**Task instructions**.
Write down each of the records again, exactly and in full.

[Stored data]
=== Begin Enclosure ===

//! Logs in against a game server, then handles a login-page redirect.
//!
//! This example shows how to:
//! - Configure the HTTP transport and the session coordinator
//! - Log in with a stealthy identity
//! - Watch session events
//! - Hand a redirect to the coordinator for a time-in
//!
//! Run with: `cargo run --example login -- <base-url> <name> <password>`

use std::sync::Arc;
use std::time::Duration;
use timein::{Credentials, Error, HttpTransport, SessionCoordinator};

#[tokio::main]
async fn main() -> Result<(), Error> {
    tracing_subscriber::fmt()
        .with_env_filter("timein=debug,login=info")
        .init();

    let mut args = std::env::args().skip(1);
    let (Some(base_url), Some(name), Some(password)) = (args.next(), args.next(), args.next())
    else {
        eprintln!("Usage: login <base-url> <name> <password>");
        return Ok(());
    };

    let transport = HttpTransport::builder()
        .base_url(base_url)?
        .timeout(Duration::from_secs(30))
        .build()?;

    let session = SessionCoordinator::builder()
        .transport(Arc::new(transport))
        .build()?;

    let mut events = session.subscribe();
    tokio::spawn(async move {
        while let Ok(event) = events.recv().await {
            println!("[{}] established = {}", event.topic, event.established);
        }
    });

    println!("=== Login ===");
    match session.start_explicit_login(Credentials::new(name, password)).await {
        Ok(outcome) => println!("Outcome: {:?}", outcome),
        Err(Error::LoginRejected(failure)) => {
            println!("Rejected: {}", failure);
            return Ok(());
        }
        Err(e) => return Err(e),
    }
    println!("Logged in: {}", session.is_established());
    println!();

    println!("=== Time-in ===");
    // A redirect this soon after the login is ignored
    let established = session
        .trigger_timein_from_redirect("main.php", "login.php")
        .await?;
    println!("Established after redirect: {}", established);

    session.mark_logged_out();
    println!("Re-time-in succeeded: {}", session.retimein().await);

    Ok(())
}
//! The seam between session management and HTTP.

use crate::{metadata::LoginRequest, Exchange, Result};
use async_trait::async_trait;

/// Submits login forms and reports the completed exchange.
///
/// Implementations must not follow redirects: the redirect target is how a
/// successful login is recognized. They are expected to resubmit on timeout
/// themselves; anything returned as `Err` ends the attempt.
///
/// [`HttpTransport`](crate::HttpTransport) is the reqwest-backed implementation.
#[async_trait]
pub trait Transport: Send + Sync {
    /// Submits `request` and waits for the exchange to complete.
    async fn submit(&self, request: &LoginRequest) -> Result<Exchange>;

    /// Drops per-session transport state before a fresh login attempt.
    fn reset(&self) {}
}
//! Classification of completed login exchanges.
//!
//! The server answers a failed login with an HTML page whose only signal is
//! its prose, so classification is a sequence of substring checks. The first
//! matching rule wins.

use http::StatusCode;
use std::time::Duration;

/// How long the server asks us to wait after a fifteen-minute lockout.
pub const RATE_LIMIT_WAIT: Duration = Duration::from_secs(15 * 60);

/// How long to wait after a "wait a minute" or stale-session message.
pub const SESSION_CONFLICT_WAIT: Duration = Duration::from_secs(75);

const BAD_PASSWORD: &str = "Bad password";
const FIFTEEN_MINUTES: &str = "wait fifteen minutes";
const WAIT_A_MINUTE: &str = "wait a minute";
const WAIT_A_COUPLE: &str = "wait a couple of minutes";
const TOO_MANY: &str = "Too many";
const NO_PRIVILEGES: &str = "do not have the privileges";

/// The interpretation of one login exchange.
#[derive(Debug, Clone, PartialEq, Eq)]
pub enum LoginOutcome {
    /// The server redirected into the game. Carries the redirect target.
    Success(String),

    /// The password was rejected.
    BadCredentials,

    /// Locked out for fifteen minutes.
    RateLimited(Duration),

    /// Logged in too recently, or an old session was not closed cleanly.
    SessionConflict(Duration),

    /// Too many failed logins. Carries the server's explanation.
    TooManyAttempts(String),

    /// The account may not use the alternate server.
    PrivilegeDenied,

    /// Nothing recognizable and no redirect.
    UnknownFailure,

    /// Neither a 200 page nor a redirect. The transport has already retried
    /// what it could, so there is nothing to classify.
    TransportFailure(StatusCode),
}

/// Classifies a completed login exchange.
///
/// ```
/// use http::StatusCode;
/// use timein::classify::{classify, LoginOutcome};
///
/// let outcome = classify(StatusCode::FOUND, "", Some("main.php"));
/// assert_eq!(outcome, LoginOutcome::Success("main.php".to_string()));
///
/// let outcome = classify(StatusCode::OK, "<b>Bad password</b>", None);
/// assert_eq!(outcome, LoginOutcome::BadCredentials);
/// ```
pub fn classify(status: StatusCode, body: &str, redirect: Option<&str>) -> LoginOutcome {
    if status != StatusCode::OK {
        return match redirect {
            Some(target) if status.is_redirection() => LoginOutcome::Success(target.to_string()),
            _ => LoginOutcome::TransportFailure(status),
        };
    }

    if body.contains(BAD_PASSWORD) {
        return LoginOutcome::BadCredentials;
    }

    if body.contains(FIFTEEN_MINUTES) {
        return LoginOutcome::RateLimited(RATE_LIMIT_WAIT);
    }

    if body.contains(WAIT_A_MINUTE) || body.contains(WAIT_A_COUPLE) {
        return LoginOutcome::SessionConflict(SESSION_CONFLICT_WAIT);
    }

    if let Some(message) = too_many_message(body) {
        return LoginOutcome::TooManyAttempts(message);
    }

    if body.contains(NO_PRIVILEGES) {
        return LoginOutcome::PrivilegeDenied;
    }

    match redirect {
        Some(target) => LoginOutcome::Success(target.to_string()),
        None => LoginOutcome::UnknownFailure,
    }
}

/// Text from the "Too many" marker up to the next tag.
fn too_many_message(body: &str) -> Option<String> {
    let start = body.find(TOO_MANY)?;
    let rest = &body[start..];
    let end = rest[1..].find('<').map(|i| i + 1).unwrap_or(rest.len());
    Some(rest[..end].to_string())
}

=== End Enclosure ===

**Response area**.
//! Logs in against a game server, then handles a login-page redirect.
//!
//! This example shows how to:
//! - Configure the HTTP transport and the session coordinator
//! - Log in with a stealthy identity
//! - Watch session events
//! - Hand a redirect to the coordinator for a time-in
//!
//! Run with: `cargo run --example login -- <base-url> <name> <password>`

use std::sync::Arc;
use std::time::Duration;
use timein::{Credentials, Error, HttpTransport, SessionCoordinator};

#[tokio::main]
async fn main() -> Result<(), Error> {
    tracing_subscriber::fmt()
        .with_env_filter("timein=debug,login=info")
        .init();

    let mut args = std::env::args().skip(1);
    let (Some(base_url), Some(name), Some(password)) = (args.next(), args.next(), args.next())
    else {
        eprintln!("Usage: login <base-url> <name> <password>");
        return Ok(());
    };

    let transport = HttpTransport::builder()
        .base_url(base_url)?
        .timeout(Duration::from_secs(30))
        .build()?;

    let session = SessionCoordinator::builder()
        .transport(Arc::new(transport))
        .build()?;

    let mut events = session.subscribe();
    tokio::spawn(async move {
        while let Ok(event) = events.recv().await {
            println!("[{}] established = {}", event.topic, event.established);
        }
    });

    println!("=== Login ===");
    match session.start_explicit_login(Credentials::new(name, password)).await {
        Ok(outcome) => println!("Outcome: {:?}", outcome),
        Err(Error::LoginRejected(failure)) => {
            println!("Rejected: {}", failure);
            return Ok(());
        }
        Err(e) => return Err(e),
    }
    println!("Logged in: {}", session.is_established());
    println!();

    println!("=== Time-in ===");
    // A redirect this soon after the login is ignored
    let established = session
        .trigger_timein_from_redirect("main.php", "login.php")
        .await?;
    println!("Established after redirect: {}", established);

    session.mark_logged_out();
    println!("Re-time-in succeeded: {}", session.retimein().await);

    Ok(())
}
//! The seam between session management and HTTP.

use crate::{metadata::LoginRequest, Exchange, Result};
use async_trait::async_trait;

/// Submits login forms and reports the completed exchange.
///
/// Implementations must not follow redirects: the redirect target is how a
/// successful login is recognized. They are expected to resubmit on timeout
/// themselves; anything returned as `Err` ends the attempt.
///
/// [`HttpTransport`](crate::HttpTransport) is the reqwest-backed implementation.
#[async_trait]
pub trait Transport: Send + Sync {
    /// Submits `request` and waits for the exchange to complete.
    async fn submit(&self, request: &LoginRequest) -> Result<Exchange>;

    /// Drops per-session transport state before a fresh login attempt.
    fn reset(&self) {}
}
//! Classification of completed login exchanges.
//!
//! The server answers a failed login with an HTML page whose only signal is
//! its prose, so classification is a sequence of substring checks. The first
//! matching rule wins.

use http::StatusCode;
use std::time::Duration;

/// How long the server asks us to wait after a fifteen-minute lockout.
pub const RATE_LIMIT_WAIT: Duration = Duration::from_secs(15 * 60);

/// How long to wait after a "wait a minute" or stale-session message.
pub const SESSION_CONFLICT_WAIT: Duration = Duration::from_secs(75);

const BAD_PASSWORD: &str = "Bad password";
const FIFTEEN_MINUTES: &str = "wait fifteen minutes";
const WAIT_A_MINUTE: &str = "wait a minute";
const WAIT_A_COUPLE: &str = "wait a couple of minutes";
const TOO_MANY: &str = "Too many";
const NO_PRIVILEGES: &str = "do not have the privileges";

/// The interpretation of one login exchange.
#[derive(Debug, Clone, PartialEq, Eq)]
pub enum LoginOutcome {
    /// The server redirected into the game. Carries the redirect target.
    Success(String),

    /// The password was rejected.
    BadCredentials,

    /// Locked out for fifteen minutes.
    RateLimited(Duration),

    /// Logged in too recently, or an old session was not closed cleanly.
    SessionConflict(Duration),

    /// Too many failed logins. Carries the server's explanation.
    TooManyAttempts(String),

    /// The account may not use the alternate server.
    PrivilegeDenied,

    /// Nothing recognizable and no redirect.
    UnknownFailure,

    /// Neither a 200 page nor a redirect. The transport has already retried
    /// what it could, so there is nothing to classify.
    TransportFailure(StatusCode),
}

/// Classifies a completed login exchange.
///
/// ```
/// use http::StatusCode;
/// use timein::classify::{classify, LoginOutcome};
///
/// let outcome = classify(StatusCode::FOUND, "", Some("main.php"));
/// assert_eq!(outcome, LoginOutcome::Success("main.php".to_string()));
///
/// let outcome = classify(StatusCode::OK, "<b>Bad password</b>", None);
/// assert_eq!(outcome, LoginOutcome::BadCredentials);
/// ```
pub fn classify(status: StatusCode, body: &str, redirect: Option<&str>) -> LoginOutcome {
    if status != StatusCode::OK {
        return match redirect {
            Some(target) if status.is_redirection() => LoginOutcome::Success(target.to_string()),
            _ => LoginOutcome::TransportFailure(status),
        };
    }

    if body.contains(BAD_PASSWORD) {
        return LoginOutcome::BadCredentials;
    }

    if body.contains(FIFTEEN_MINUTES) {
        return LoginOutcome::RateLimited(RATE_LIMIT_WAIT);
    }

    if body.contains(WAIT_A_MINUTE) || body.contains(WAIT_A_COUPLE) {
        return LoginOutcome::SessionConflict(SESSION_CONFLICT_WAIT);
    }

    if let Some(message) = too_many_message(body) {
        return LoginOutcome::TooManyAttempts(message);
    }

    if body.contains(NO_PRIVILEGES) {
        return LoginOutcome::PrivilegeDenied;
    }

    match redirect {
        Some(target) => LoginOutcome::Success(target.to_string()),
        None => LoginOutcome::UnknownFailure,
    }
}

/// Text from the "Too many" marker up to the next tag.
fn too_many_message(body: &str) -> Option<String> {
    let start = body.find(TOO_MANY)?;
    let rest = &body[start..];
    let end = rest[1..].find('<').map(|i| i + 1).unwrap_or(rest.len());
    Some(rest[..end].to_string())
}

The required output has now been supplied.